Even those areas of lesser dispute, such as Huck's raise, fall into this analysis. For example, the motivation behind and context surrounding Huck's salary increase are in debate. College of Veterinary Medicine Human Resources Director Kristi Jo Pyke states in an affidavit that "[s]alary raises are based on performance and equity considerations such as an employee's salary compared to the salaries of other comparable positions" (Doc. # 59-8, Pyke Aff. ¶ 3), but she also states in an earlier e-mail concerning a raise given to Benson:
The other issue regarding this is how important does performance evaluations and feedback play in the process for salary planning. The Provost's guidelines are very clear that salary increases be tied directly to performance. We do the University no good to provide any increase to less than stellar individuals. If managers and supervisors are communicating to their staff that their annual increases are based upon performance, then it is important to support those managers in order to maintain trust.
(Doc. # 63-2, at 1.) The failure to mention in the e-mail anything concerning equity raises highlights a factual issue as to whether "equity considerations" — i.e., pay parity — actually inform salary decisions or whether Defendants are simply attempting to rehabilitate the limited e-mail via the broader affidavit. Moreover, as seen in the meeting notes of McDonald, the evaluation of Huck's performance has included consideration of her having filed an appeal of action taken against her. Thus, even a "performance-only" approach can be regarded as tainted by one or more biasing factors apparently used in evaluating performance.
It must be noted that Smith attributes a considerable amount of the workplace degradation to Huck. At the same time, however, the Court must recognize that credibility issues may exist. Smith apparently sought to mitigate her conduct by painting it, correctly or not, as a partial response to the conduct of Huck and Benson. But the record also indicates that Smith's conduct reportedly prompted the Huck-assisted Benson to call the police because Benson felt physically threatened by the resident doctor.

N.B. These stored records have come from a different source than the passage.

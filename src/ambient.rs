//! Ambient decor: the floating background heart field.
//!
//! Generated once when the app comes up and never again — the field has no
//! lifecycle and reacts to nothing. Each heart loops forever through the
//! same rise-and-drift animation, offset by its own random delay, so the
//! field as a whole never visibly repeats.

use crate::spawn::SpawnContext;
use crate::visuals::{HeartColor, AMBIENT_COLORS};

const SIZE_MIN_PX: f32 = 40.0;
const SIZE_MAX_PX: f32 = 150.0;
const DRIFT_HALF_PX: f32 = 100.0;
const SCALE_MIN: f32 = 0.5;
const SCALE_MAX: f32 = 1.3;
const OPACITY_MIN: f32 = 0.1;
const OPACITY_MAX: f32 = 0.4;
const OPACITY_DAMP: f32 = 0.9;
const ROT_START_HALF_DEG: f32 = 20.0;
const ROT_END_HALF_DEG: f32 = 45.0;
const DURATION_MIN_SECS: f32 = 8.0;
const DURATION_MAX_SECS: f32 = 20.0;
const DELAY_MAX_SECS: f32 = 20.0;

/// Randomized parameters of one floating background heart.
#[derive(Debug, Clone, Copy, PartialEq)]
pub struct AmbientHeart {
    /// Base quad width in pixels.
    pub size_px: f32,
    /// Horizontal start position as a fraction of the window width.
    pub start_x: f32,
    /// Total horizontal drift over one loop, in pixels.
    pub drift_px: f32,
    /// Size multiplier on top of `size_px`.
    pub scale: f32,
    /// Peak opacity.
    pub opacity: f32,
    /// Rotation at the start of a loop, radians.
    pub rot_start: f32,
    /// Rotation at the end of a loop, radians.
    pub rot_end: f32,
    /// Loop length in seconds.
    pub duration_secs: f32,
    /// Start delay in seconds.
    pub delay_secs: f32,
    /// Tint tag.
    pub color: HeartColor,
}

/// Ambient field generation entry point.
pub struct AmbientField;

impl AmbientField {
    /// Generate `count` floating hearts.
    pub fn generate(count: u32, mut ctx: SpawnContext) -> Vec<AmbientHeart> {
        (0..count)
            .map(|_| AmbientHeart {
                size_px: ctx.random_range(SIZE_MIN_PX, SIZE_MAX_PX),
                start_x: ctx.random(),
                drift_px: ctx.random_spread(DRIFT_HALF_PX),
                scale: ctx.random_range(SCALE_MIN, SCALE_MAX),
                opacity: ctx.random_range(OPACITY_MIN, OPACITY_MAX) * OPACITY_DAMP,
                rot_start: ctx.random_spread(ROT_START_HALF_DEG).to_radians(),
                rot_end: ctx.random_spread(ROT_END_HALF_DEG).to_radians(),
                duration_secs: ctx.random_range(DURATION_MIN_SECS, DURATION_MAX_SECS),
                delay_secs: ctx.random_range(0.0, DELAY_MAX_SECS),
                color: *ctx.pick(&AMBIENT_COLORS),
            })
            .collect()
    }
}
//! Closed-form animation evaluation.
//!
//! All motion in the greeting is parametric: a descriptor plus the time
//! since its animation began fully determines where a heart is, how big it
//! is and how opaque it is. Evaluation happens on the CPU once per frame
//! per heart and feeds the instance buffer; nothing here touches the GPU.
//!
//! Three programs exist:
//! - burst sparks fly outward from their anchor, eased, and fade out once;
//! - ambient hearts rise from below the window to above it on an endless
//!   loop, drifting and rotating as they go;
//! - the center heart pops up once at startup and then pulses gently.

use crate::ambient::AmbientHeart;
use crate::burst::Spark;
use crate::visuals::CENTER_HEART_COLOR;
use glam::{Vec2, Vec3};
use std::f32::consts::PI;

/// Easing applied to normalized progress in `[0, 1]`.
#[derive(Debug, Clone, Copy, Default, PartialEq, Eq)]
pub enum Ease {
    #[default]
    Linear,
    EaseIn,
    EaseOut,
    EaseInOut,
    /// Stronger ease-out used by the burst travel: fast launch, long glide.
    EaseOutCubic,
}

impl Ease {
    /// Apply the easing to a linear factor `t` in `[0, 1]`.
    pub fn apply(&self, t: f32) -> f32 {
        match self {
            Ease::Linear => t,
            Ease::EaseIn => t * t,
            Ease::EaseOut => 1.0 - (1.0 - t) * (1.0 - t),
            Ease::EaseInOut => {
                if t < 0.5 {
                    2.0 * t * t
                } else {
                    1.0 - (-2.0 * t + 2.0).powi(2) / 2.0
                }
            }
            Ease::EaseOutCubic => 1.0 - (1.0 - t).powi(3),
        }
    }
}

/// Where and how to draw one heart sprite this frame.
#[derive(Debug, Clone, Copy, PartialEq)]
pub struct Placement {
    /// Center position in window pixels.
    pub pos: Vec2,
    /// Quad width in pixels.
    pub size_px: f32,
    /// Rotation in radians.
    pub rotation: f32,
    /// sRGB tint.
    pub color: Vec3,
    /// Opacity, 0–1.
    pub alpha: f32,
}

fn lerp(a: f32, b: f32, t: f32) -> f32 {
    a + (b - a) * t
}

/// Evaluate a burst spark `elapsed` seconds after its burst spawned.
///
/// Returns `None` once the spark's animation has completed — a finished
/// spark stays invisible rather than snapping back to its anchor.
pub fn burst_spark(spark: &Spark, anchor_px: Vec2, elapsed: f32) -> Option<Placement> {
    let local = elapsed - spark.delay_secs;
    let t = (local / spark.duration_secs).max(0.0);
    if t >= 1.0 {
        return None;
    }

    let eased = Ease::EaseOutCubic.apply(t);
    let dir = Vec2::new(spark.angle.cos(), spark.angle.sin());

    Some(Placement {
        pos: anchor_px + dir * spark.radius * eased,
        size_px: spark.size.px(),
        rotation: 0.0,
        color: spark.color.rgb(),
        alpha: 1.0 - Ease::EaseIn.apply(t),
    })
}

/// Fraction of an ambient loop spent fading in (and again fading out).
const AMBIENT_FADE_FRACTION: f32 = 0.1;

/// Evaluate an ambient heart at `elapsed` seconds since startup.
///
/// `None` while the heart's start delay has not passed. After that the
/// animation loops with period `duration_secs` forever.
pub fn ambient_heart(heart: &AmbientHeart, window: Vec2, elapsed: f32) -> Option<Placement> {
    let local = elapsed - heart.delay_secs;
    if local < 0.0 {
        return None;
    }

    let t = (local / heart.duration_secs).fract();
    let eased = Ease::EaseInOut.apply(t);

    let size = heart.size_px * heart.scale;
    let start_y = window.y + size;
    let end_y = -size;
    let base_x = heart.start_x * window.x;

    let fade_in = (t / AMBIENT_FADE_FRACTION).min(1.0);
    let fade_out = ((1.0 - t) / AMBIENT_FADE_FRACTION).min(1.0);

    Some(Placement {
        pos: Vec2::new(base_x + heart.drift_px * eased, lerp(start_y, end_y, eased)),
        size_px: size,
        rotation: lerp(heart.rot_start, heart.rot_end, t),
        color: heart.color.rgb(),
        alpha: heart.opacity * fade_in.min(fade_out),
    })
}

/// Seconds the center heart takes to pop up to full size.
const CENTER_POP_SECS: f32 = 3.0;
/// Period of the resting pulse after the pop, seconds.
const CENTER_PULSE_SECS: f32 = 3.0;
/// Pulse amplitude as a fraction of the base size.
const CENTER_PULSE_AMPLITUDE: f32 = 0.04;

/// Evaluate the big center heart at `elapsed` seconds since startup.
///
/// Grows from nothing over the pop phase, then settles into a gentle
/// endless pulse.
pub fn center_heart(center_px: Vec2, surface_side_px: f32, elapsed: f32) -> Placement {
    let base = surface_side_px * 0.85;
    let t = (elapsed / CENTER_POP_SECS).min(1.0);
    let pop = Ease::EaseOutCubic.apply(t);

    let pulse = if elapsed > CENTER_POP_SECS {
        let phase = (elapsed - CENTER_POP_SECS) / CENTER_PULSE_SECS;
        1.0 + CENTER_PULSE_AMPLITUDE * (phase * 2.0 * PI).sin()
    } else {
        1.0
    };

    Placement {
        pos: center_px,
        size_px: base * pop * pulse,
        rotation: 0.0,
        color: CENTER_HEART_COLOR,
        alpha: 0.9 * pop,
    }
}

A factfinder could reasonably conclude based on the alleged facts that when Huck, who apparently was both a participant in the workplace culture as well as one of its alleged victims, voiced her own complaints and assisted Benson with her complaint, there was adverse action taken against her. A jury could also conclude that the culture of the workplace discouraged and discriminated against employees who complained. There may be no clean hands here, but it is for the finder of fact to decide whether Huck was a victim of the workplace problems, one who helped create the problems, or both. The foregoing genuine issues of material fact preclude summary judgment.
III. Conclusion
The Court GRANTS IN PART and DENIES IN PART Defendants' motion for summary judgment. (Doc. # 59.) Huck's hostile work environment claim and retaliation claim remain pending.IT IS SO ORDERED.